» **How to complete this task**:
Only the lines from the beginning of the data below through the line containing "so that the" belong in the response, each copied exactly.

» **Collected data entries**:
* * *
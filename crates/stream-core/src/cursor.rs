use crate::error::{CursorError, QueryError};
use async_trait::async_trait;
use model::{ColumnMetadata, Row};
use std::{fmt, sync::Arc};
use tokio::sync::Mutex;

/// Pull-based source of rows produced by an executed query.
///
/// Any method may suspend on network I/O for an arbitrary amount of time,
/// including `close`, so callers on the UI loop must never await them
/// directly.
#[async_trait]
pub trait RowCursor: Send {
    /// Column names of the result. Must be answerable before the first row.
    fn columns(&self) -> Result<ColumnMetadata, CursorError>;

    /// Whether another row is available. Reading past a transport error
    /// reports `true` so that the error surfaces from `next`.
    async fn has_next(&mut self) -> bool;

    async fn next(&mut self) -> Result<Row, CursorError>;

    /// Releases the remote result.
    async fn close(&mut self) -> Result<(), CursorError>;
}

/// A cursor shared between the fetch worker and the closer task.
pub type SharedCursor = Arc<Mutex<Box<dyn RowCursor>>>;

pub fn share(cursor: Box<dyn RowCursor>) -> SharedCursor {
    Arc::new(Mutex::new(cursor))
}

/// Result of executing a statement.
pub enum QueryOutcome {
    /// The statement produced a result set.
    Rows(Box<dyn RowCursor>),
    /// The statement modified data and returned an affected-row count.
    Updated(u64),
}

impl fmt::Debug for QueryOutcome {
    fn fmt(&self, f: &mut fmt::Formatter<'_>) -> fmt::Result {
        match self {
            QueryOutcome::Rows(cursor) => f
                .debug_tuple("Rows")
                .field(&cursor.columns().ok())
                .finish(),
            QueryOutcome::Updated(count) => f.debug_tuple("Updated").field(count).finish(),
        }
    }
}

/// Already-connected query execution capability.
#[async_trait]
pub trait QueryExecutor: Send + Sync {
    async fn execute(&self, text: &str) -> Result<QueryOutcome, QueryError>;
}
use crate::error::SessionError;
use std::time::Duration;

pub const DEFAULT_BATCH_LIMIT: usize = 50;
pub const DEFAULT_DRAIN_DEADLINE: Duration = Duration::from_millis(50);
pub const DEFAULT_CLOSE_WAIT: Duration = Duration::from_secs(2);

/// Timing parameters of a streaming session.
#[derive(Debug, Clone, Copy, PartialEq, Eq)]
pub struct StreamOptions {
    /// Rows pulled from the cursor per fetch run.
    pub batch_limit: usize,
    /// Time budget of a single drain.
    pub drain_deadline: Duration,
    /// Longest a caller waits for an asynchronous cursor close.
    pub close_wait_budget: Duration,
}

impl Default for StreamOptions {
    fn default() -> Self {
        Self {
            batch_limit: DEFAULT_BATCH_LIMIT,
            drain_deadline: DEFAULT_DRAIN_DEADLINE,
            close_wait_budget: DEFAULT_CLOSE_WAIT,
        }
    }
}

impl StreamOptions {
    pub fn with_batch_limit(mut self, batch_limit: usize) -> Self {
        self.batch_limit = batch_limit;
        self
    }

    pub fn with_drain_deadline(mut self, deadline: Duration) -> Self {
        self.drain_deadline = deadline;
        self
    }

    pub fn with_close_wait_budget(mut self, budget: Duration) -> Self {
        self.close_wait_budget = budget;
        self
    }

    /// One full batch plus a slot for the terminal error item.
    pub fn channel_capacity(&self) -> usize {
        self.batch_limit + 1
    }

    pub fn validate(&self) -> Result<(), SessionError> {
        if self.batch_limit == 0 {
            return Err(SessionError::InvalidOptions(
                "batch limit must be at least 1".into(),
            ));
        }
        if self.drain_deadline.is_zero() {
            return Err(SessionError::InvalidOptions(
                "drain deadline must be positive".into(),
            ));
        }
        if self.close_wait_budget.is_zero() {
            return Err(SessionError::InvalidOptions(
                "close wait budget must be positive".into(),
            ));
        }
        Ok(())
    }
}
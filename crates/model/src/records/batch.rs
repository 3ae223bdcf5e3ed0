use crate::records::row::Row;
use serde::{Deserialize, Serialize};

/// Rows handed to the UI in one delivery, in cursor order.
#[derive(Debug, Clone, Default, PartialEq, Serialize, Deserialize)]
pub struct RowBatch {
    rows: Vec<Row>,
}

impl RowBatch {
    pub fn new() -> Self {
        Self::default()
    }

    pub fn with_capacity(capacity: usize) -> Self {
        RowBatch {
            rows: Vec::with_capacity(capacity),
        }
    }

    pub fn push(&mut self, row: Row) {
        self.rows.push(row);
    }

    pub fn len(&self) -> usize {
        self.rows.len()
    }

    pub fn is_empty(&self) -> bool {
        self.rows.is_empty()
    }

    pub fn rows(&self) -> &[Row] {
        &self.rows
    }

    pub fn iter(&self) -> std::slice::Iter<'_, Row> {
        self.rows.iter()
    }

    pub fn into_rows(self) -> Vec<Row> {
        self.rows
    }
}

impl From<Vec<Row>> for RowBatch {
    fn from(rows: Vec<Row>) -> Self {
        RowBatch { rows }
    }
}

impl IntoIterator for RowBatch {
    type Item = Row;
    type IntoIter = std::vec::IntoIter<Row>;

    fn into_iter(self) -> Self::IntoIter {
        self.rows.into_iter()
    }
}

impl<'a> IntoIterator for &'a RowBatch {
    type Item = &'a Row;
    type IntoIter = std::slice::Iter<'a, Row>;

    fn into_iter(self) -> Self::IntoIter {
        self.rows.iter()
    }
}
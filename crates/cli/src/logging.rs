use crate::{config::DEFAULT_LOG_LEVEL, error::CliError};
use std::{
    fs::{self, OpenOptions},
    path::PathBuf,
    sync::Mutex,
};
use tracing_subscriber::EnvFilter;

/// Where log lines go.
#[derive(Debug, Clone, PartialEq, Eq)]
pub enum LogTarget {
    Stderr,
    /// Used while the browser owns the terminal.
    File(PathBuf),
}

/// Level from the resolved settings, then `RUST_LOG`, then `error`.
pub fn filter(level: Option<&str>) -> Result<EnvFilter, CliError> {
    match level {
        Some(level) => EnvFilter::try_new(level).map_err(|err| CliError::Logging(err.to_string())),
        None => Ok(EnvFilter::try_from_default_env().unwrap_or_else(|_| EnvFilter::new(DEFAULT_LOG_LEVEL))),
    }
}

pub fn init(level: Option<&str>, target: &LogTarget) -> Result<(), CliError> {
    let filter = filter(level)?;
    let builder = tracing_subscriber::fmt().with_env_filter(filter).with_target(false);

    let result = match target {
        LogTarget::Stderr => builder.with_writer(std::io::stderr).try_init(),
        LogTarget::File(path) => {
            if let Some(parent) = path.parent().filter(|p| !p.as_os_str().is_empty()) {
                fs::create_dir_all(parent)?;
            }
            let file = OpenOptions::new().create(true).append(true).open(path)?;
            builder
                .with_ansi(false)
                .with_writer(Mutex::new(file))
                .try_init()
        }
    };

    result.map_err(|err| CliError::Logging(err.to_string()))
}
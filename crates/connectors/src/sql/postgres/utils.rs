use crate::error::ConnectorError;
use native_tls::TlsConnector;
use postgres_native_tls::MakeTlsConnector;
use stream_core::QueryError;
use tokio_postgres::{Client, Config, NoTls, config::SslMode};
use tracing::{error, warn};

pub async fn connect_client(url: &str) -> Result<Client, ConnectorError> {
    let config = url
        .parse::<Config>()
        .map_err(|e| ConnectorError::InvalidUrl(e.to_string()))?;
    let ssl_mode = config.get_ssl_mode();

    match ssl_mode {
        SslMode::Disable => connect_without_tls(config).await,
        SslMode::Require => connect_with_tls(config).await,
        SslMode::Prefer => match connect_with_tls(config.clone()).await {
            Ok(client) => Ok(client),
            Err(error) => {
                warn!(%error, "Postgres TLS handshake failed, retrying without TLS");
                connect_without_tls(config).await
            }
        },
        _ => connect_with_tls(config).await,
    }
}

async fn connect_with_tls(config: Config) -> Result<Client, ConnectorError> {
    let connector = TlsConnector::builder().build()?;
    let tls = MakeTlsConnector::new(connector);
    let (client, connection) = config.connect(tls).await?;
    tokio::spawn(async move {
        if let Err(err) = connection.await {
            error!(%err, "Postgres connection error");
        }
    });
    Ok(client)
}

async fn connect_without_tls(config: Config) -> Result<Client, ConnectorError> {
    let (client, connection) = config.connect(NoTls).await?;
    tokio::spawn(async move {
        if let Err(err) = connection.await {
            error!(%err, "Postgres connection error");
        }
    });
    Ok(client)
}

/// Server errors carry a message meant for the user; everything else is a
/// transport problem.
pub(crate) fn query_error(err: tokio_postgres::Error) -> QueryError {
    match err.as_db_error() {
        Some(db) => QueryError::Execution(format!("{}: {}", db.severity(), db.message())),
        None if err.is_closed() => QueryError::Connection(err.to_string()),
        None => QueryError::Execution(err.to_string()),
    }
}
* * *
» **Result of the exercise**:
filename crates/stream-core/src/cursor.rs
use crate::error::{CursorError, QueryError};
use async_trait::async_trait;
use model::{ColumnMetadata, Row};
use std::{fmt, sync::Arc};
use tokio::sync::Mutex;

/// Pull-based source of rows produced by an executed query.
///
/// Any method may suspend on network I/O for an arbitrary amount of time,
/// including `close`, so callers on the UI loop must never await them
/// directly.
#[async_trait]
pub trait RowCursor: Send {
    /// Column names of the result. Must be answerable before the first row.
    fn columns(&self) -> Result<ColumnMetadata, CursorError>;

    /// Whether another row is available. Reading past a transport error
    /// reports `true` so that the error surfaces from `next`.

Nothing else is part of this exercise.